Winter’s big chill brings big energy bills

02/18/2014 5:33 PM

02/19/2014 7:32 PM

The weather took a turn into spring territory Tuesday, but many customers are getting their first glance at how much the subfreezing weather has cost them this winter as they open energy bills.

Caroline Allen, who works for Hospitality Logistics International in Charlotte, said the Piedmont Natural Gas bill to heat her 1,600-square-foot house increased from $160 in January to $267 for her bill due in March.

Event planner Laura Fowlkes said her Duke Energy bill jumped to $327 in February, compared with $74 in November, when winter’s worst still lay ahead.

“Outrageous,” Fowlkes said.

Higher energy usage spurred by this year’s long cold snap is driving the sharp increase.

A measure known as heating days relates the cold weather to demand for energy. Charlotte’s heating days in January were 49 percent higher this year than last, and 18 percent above the historical average.

Piedmont Natural Gas spokesman David Trusty said many customers are likely to see a “not insignificant” increase in their bills due to higher consumption. The company set a record for its highest single-day gas delivery in January.

But he said the company cut its rates slightly for bills starting this month. The price of natural gas has been declining for years because of higher production.

A Duke Energy spokeswoman said the company didn’t have the latest usage statistics compiled for January, since the department was behind because of the snowstorm’s effects. But Duke Energy said “favorable weather” compared with last year helped its revenue and profits jump in the fourth quarter.
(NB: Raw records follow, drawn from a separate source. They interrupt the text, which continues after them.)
use chrono::{Duration, NaiveDate, NaiveDateTime, Timelike};

use crate::constants::{LUNCH_END_HOUR, LUNCH_MINUTES, LUNCH_START_HOUR};

/// Ventana `[12:00, 13:00]` de un día dado.
pub fn lunch_window(day: NaiveDate) -> Option<(NaiveDateTime, NaiveDateTime)> {
    Some((day.and_hms_opt(LUNCH_START_HOUR, 0, 0)?, day.and_hms_opt(LUNCH_END_HOUR, 0, 0)?))
}

/// `true` si la hora de reloj de `at` cae en `[12:00, 13:00)`.
pub fn in_lunch_window(at: NaiveDateTime) -> bool {
    (LUNCH_START_HOUR..LUNCH_END_HOUR).contains(&at.hour())
}

/// Suma una hora a `end` si `[start, end]` se solapa con el almuerzo del día
/// de `start`.
///
/// Sólo se mira la ventana del día de inicio: una tarea de varios días no
/// descuenta los almuerzos siguientes.
pub fn apply_lunch_break(start: NaiveDateTime, end: NaiveDateTime) -> NaiveDateTime {
    match lunch_window(start.date()) {
        Some((lunch_start, lunch_end)) if start < lunch_end && end > lunch_start => {
            end.checked_add_signed(Duration::minutes(LUNCH_MINUTES)).unwrap_or_else(|| {
                                                                         log::warn!("desborde al sumar el almuerzo a {end}; se conserva el fin");
                                                                         end
                                                                     })
        }
        _ => end,
    }
}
PSNC Energy, which supplies natural gas to some areas around Charlotte, sent almost 32 percent more gas to customers in January than during the same month last year.

One fuel that has seen its price spike is propane, which many rural residents use to heat their houses. The average price for a gallon of propane in North Carolina was $4.15 as of Feb. 10, up from $3.18 a month earlier. A shortage of supply and increased demand drove the spike, but John Jessup, executive director of the North Carolina Propane Gas Association, said the spike should soon subside.

“We expect to see prices drop as fast as they went up,” he said.

Carol Hardison, CEO of Crisis Assistance Ministry, said the cold has brought in more people seeking help with utility bills. She said the group spent $449,000 in January helping with utility bills, up from $409,000 in December.

She said many businesses that were closed last week, such as restaurants and shops, have employees who don’t get paid time off. That compounds their problems paying utility bills.

“While we comfortably made snowmen, people were stuck at home using electricity, losing pay,” she said. “Weather emergencies can just really crush a person who’s living paycheck to paycheck.”